Print the records below verbatim.

_Data for this exercise_:

:::::

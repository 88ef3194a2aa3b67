//! Value enum for dynamic cell values

use std::cmp::Ordering;

use chrono::DateTime;
use chrono::Utc;
use serde::Deserialize;
use serde::Serialize;

/// A dynamic value held by one cell of a data frame.
///
/// `Null` is a *known* empty value. A cell whose value is not yet known is
/// not represented here at all; readers get `None` instead of a
/// [`ValueBox`](super::ValueBox).
///
/// # Example
///
/// ```
/// use lazygrid_lib::model::Value;
///
/// let name = Value::from("Contoso");
/// let revenue = Value::from(1_000_000i64);
/// let active = Value::from(true);
/// let empty = Value::Null;
/// ```
#[derive(Debug, Clone, PartialEq, Serialize, Deserialize, Default)]
#[serde(untagged)]
pub enum Value {
    /// Null/empty value.
    #[default]
    Null,
    /// Boolean value.
    Bool(bool),
    /// 64-bit integer.
    Int(i64),
    /// 64-bit floating point.
    Float(f64),
    /// Date and time with timezone.
    DateTime(DateTime<Utc>),
    /// String value.
    String(String),
    /// Fallback for structured values.
    Json(serde_json::Value),
}

impl Value {
    /// Returns `true` if this is a null value.
    pub fn is_null(&self) -> bool {
        matches!(self, Value::Null)
    }

    /// Returns the type name of this value.
    pub fn type_name(&self) -> &'static str {
        match self {
            Value::Null => "null",
            Value::Bool(_) => "bool",
            Value::Int(_) => "int",
            Value::Float(_) => "float",
            Value::DateTime(_) => "datetime",
            Value::String(_) => "string",
            Value::Json(_) => "json",
        }
    }

    /// Total order used by every sort in the engine.
    ///
    /// Values of different kinds order as
    /// `Null < Bool < Int/Float < String < DateTime < Json`.
    /// Integers and floats compare numerically, NaN after every number.
    pub fn compare(&self, other: &Value) -> Ordering {
        match (self, other) {
            (Value::Null, Value::Null) => Ordering::Equal,
            (Value::Bool(a), Value::Bool(b)) => a.cmp(b),
            (Value::Int(a), Value::Int(b)) => a.cmp(b),
            (Value::Float(a), Value::Float(b)) => compare_floats(*a, *b),
            (Value::Int(a), Value::Float(b)) => compare_floats(*a as f64, *b),
            (Value::Float(a), Value::Int(b)) => compare_floats(*a, *b as f64),
            (Value::String(a), Value::String(b)) => a.cmp(b),
            (Value::DateTime(a), Value::DateTime(b)) => a.cmp(b),
            (Value::Json(a), Value::Json(b)) => a.to_string().cmp(&b.to_string()),
            _ => self.kind_rank().cmp(&other.kind_rank()),
        }
    }

    fn kind_rank(&self) -> u8 {
        match self {
            Value::Null => 0,
            Value::Bool(_) => 1,
            Value::Int(_) | Value::Float(_) => 2,
            Value::String(_) => 3,
            Value::DateTime(_) => 4,
            Value::Json(_) => 5,
        }
    }
}

fn compare_floats(a: f64, b: f64) -> Ordering {
    match (a.is_nan(), b.is_nan()) {
        (true, true) => Ordering::Equal,
        (true, false) => Ordering::Greater,
        (false, true) => Ordering::Less,
        (false, false) => a.partial_cmp(&b).unwrap_or(Ordering::Equal),
    }
}

impl std::fmt::Display for Value {
    fn fmt(&self, f: &mut std::fmt::Formatter<'_>) -> std::fmt::Result {
        match self {
            Value::Null => Ok(()),
            Value::Bool(v) => write!(f, "{v}"),
            Value::Int(v) => write!(f, "{v}"),
            Value::Float(v) => write!(f, "{v}"),
            Value::DateTime(v) => write!(f, "{}", v.to_rfc3339()),
            Value::String(v) => f.write_str(v),
            Value::Json(v) => write!(f, "{v}"),
        }
    }
}

// =============================================================================
// From implementations
// =============================================================================

impl From<bool> for Value {
    fn from(v: bool) -> Self {
        Value::Bool(v)
    }
}

impl From<i32> for Value {
    fn from(v: i32) -> Self {
        Value::Int(i64::from(v))
    }
}

impl From<i64> for Value {
    fn from(v: i64) -> Self {
        Value::Int(v)
    }
}

impl From<f64> for Value {
    fn from(v: f64) -> Self {
        Value::Float(v)
    }
}

impl From<String> for Value {
    fn from(v: String) -> Self {
        Value::String(v)
    }
}

impl From<&str> for Value {
    fn from(v: &str) -> Self {
        Value::String(v.to_string())
    }
}

impl From<DateTime<Utc>> for Value {
    fn from(v: DateTime<Utc>) -> Self {
        Value::DateTime(v)
    }
}

impl From<serde_json::Value> for Value {
    fn from(v: serde_json::Value) -> Self {
        Value::Json(v)
    }
}

impl<T: Into<Value>> From<Option<T>> for Value {
    fn from(v: Option<T>) -> Self {
        match v {
            Some(inner) => inner.into(),
            None => Value::Null,
        }
    }
}
//! Viewport mapping error types

/// The viewport geometry cannot be turned into a row window.
///
/// These point at a misconfigured container (for instance one that is not
/// height-constrained), never at the data.
#[derive(Debug, Clone, PartialEq, thiserror::Error)]
pub enum ViewportError {
    /// Header plus rows occupy no space, so no scroll ratio exists.
    #[error("Scrollable extent must be positive, got {extent}")]
    EmptyExtent { extent: f64 },

    /// The scroll position or viewport size produced a non-finite bound.
    #[error("Non-finite row window (start: {start}, end: {end})")]
    NonFinite { start: f64, end: f64 },

    /// The viewport shows far more rows than any real screen could.
    #[error("Visible span of {span} rows exceeds the limit of {limit}")]
    SpanTooLarge { span: usize, limit: usize },
}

:::::

_Answer space_:
repository 88ef3194a2aa3b67
//! Value enum for dynamic cell values

use std::cmp::Ordering;

use chrono::DateTime;
use chrono::Utc;
use serde::Deserialize;
use serde::Serialize;

/// A dynamic value held by one cell of a data frame.
///
/// `Null` is a *known* empty value. A cell whose value is not yet known is
/// not represented here at all; readers get `None` instead of a
/// [`ValueBox`](super::ValueBox).
///
/// # Example
///
/// ```
/// use lazygrid_lib::model::Value;
///
/// let name = Value::from("Contoso");
/// let revenue = Value::from(1_000_000i64);
/// let active = Value::from(true);
/// let empty = Value::Null;
/// ```
#[derive(Debug, Clone, PartialEq, Serialize, Deserialize, Default)]
#[serde(untagged)]
pub enum Value {
    /// Null/empty value.
    #[default]
    Null,
    /// Boolean value.
    Bool(bool),
    /// 64-bit integer.
    Int(i64),
    /// 64-bit floating point.
    Float(f64),
    /// Date and time with timezone.
    DateTime(DateTime<Utc>),
    /// String value.
    String(String),
    /// Fallback for structured values.
    Json(serde_json::Value),
}

impl Value {
    /// Returns `true` if this is a null value.
    pub fn is_null(&self) -> bool {
        matches!(self, Value::Null)
    }

    /// Returns the type name of this value.
    pub fn type_name(&self) -> &'static str {
        match self {
            Value::Null => "null",
            Value::Bool(_) => "bool",
            Value::Int(_) => "int",
            Value::Float(_) => "float",
            Value::DateTime(_) => "datetime",
            Value::String(_) => "string",
            Value::Json(_) => "json",
        }
    }

    /// Total order used by every sort in the engine.
    ///
    /// Values of different kinds order as
    /// `Null < Bool < Int/Float < String < DateTime < Json`.
    /// Integers and floats compare numerically, NaN after every number.
    pub fn compare(&self, other: &Value) -> Ordering {
        match (self, other) {
            (Value::Null, Value::Null) => Ordering::Equal,
            (Value::Bool(a), Value::Bool(b)) => a.cmp(b),
            (Value::Int(a), Value::Int(b)) => a.cmp(b),
            (Value::Float(a), Value::Float(b)) => compare_floats(*a, *b),
            (Value::Int(a), Value::Float(b)) => compare_floats(*a as f64, *b),
            (Value::Float(a), Value::Int(b)) => compare_floats(*a, *b as f64),
            (Value::String(a), Value::String(b)) => a.cmp(b),
            (Value::DateTime(a), Value::DateTime(b)) => a.cmp(b),
            (Value::Json(a), Value::Json(b)) => a.to_string().cmp(&b.to_string()),
            _ => self.kind_rank().cmp(&other.kind_rank()),
        }
    }

    fn kind_rank(&self) -> u8 {
        match self {
            Value::Null => 0,
            Value::Bool(_) => 1,
            Value::Int(_) | Value::Float(_) => 2,
            Value::String(_) => 3,
            Value::DateTime(_) => 4,
            Value::Json(_) => 5,
        }
    }
}

fn compare_floats(a: f64, b: f64) -> Ordering {
    match (a.is_nan(), b.is_nan()) {
        (true, true) => Ordering::Equal,
        (true, false) => Ordering::Greater,
        (false, true) => Ordering::Less,
        (false, false) => a.partial_cmp(&b).unwrap_or(Ordering::Equal),
    }
}

impl std::fmt::Display for Value {
    fn fmt(&self, f: &mut std::fmt::Formatter<'_>) -> std::fmt::Result {
        match self {
            Value::Null => Ok(()),
            Value::Bool(v) => write!(f, "{v}"),
            Value::Int(v) => write!(f, "{v}"),
            Value::Float(v) => write!(f, "{v}"),
            Value::DateTime(v) => write!(f, "{}", v.to_rfc3339()),
            Value::String(v) => f.write_str(v),
            Value::Json(v) => write!(f, "{v}"),
        }
    }
}

// =============================================================================
// From implementations
// =============================================================================

impl From<bool> for Value {
    fn from(v: bool) -> Self {
        Value::Bool(v)
    }
}

impl From<i32> for Value {
    fn from(v: i32) -> Self {
        Value::Int(i64::from(v))
    }
}

impl From<i64> for Value {
    fn from(v: i64) -> Self {
        Value::Int(v)
    }
}

impl From<f64> for Value {
    fn from(v: f64) -> Self {
        Value::Float(v)
    }
}

impl From<String> for Value {
    fn from(v: String) -> Self {
        Value::String(v)
    }
}

impl From<&str> for Value {
    fn from(v: &str) -> Self {
        Value::String(v.to_string())
    }
}

impl From<DateTime<Utc>> for Value {
    fn from(v: DateTime<Utc>) -> Self {
        Value::DateTime(v)
    }
}

impl From<serde_json::Value> for Value {
    fn from(v: serde_json::Value) -> Self {
        Value::Json(v)
    }
}

impl<T: Into<Value>> From<Option<T>> for Value {
    fn from(v: Option<T>) -> Self {
        match v {
            Some(inner) => inner.into(),
            None => Value::Null,
        }
    }
}
//! Viewport mapping error types

/// The viewport geometry cannot be turned into a row window.
///
/// These point at a misconfigured container (for instance one that is not
/// height-constrained), never at the data.
#[derive(Debug, Clone, PartialEq, thiserror::Error)]
pub enum ViewportError {
    /// Header plus rows occupy no space, so no scroll ratio exists.
    #[error("Scrollable extent must be positive, got {extent}")]
    EmptyExtent { extent: f64 },

    /// The scroll position or viewport size produced a non-finite bound.
    #[error("Non-finite row window (start: {start}, end: {end})")]
    NonFinite { start: f64, end: f64 },

    /// The viewport shows far more rows than any real screen could.
    #[error("Visible span of {span} rows exceeds the limit of {limit}")]
    SpanTooLarge { span: usize, limit: usize },
}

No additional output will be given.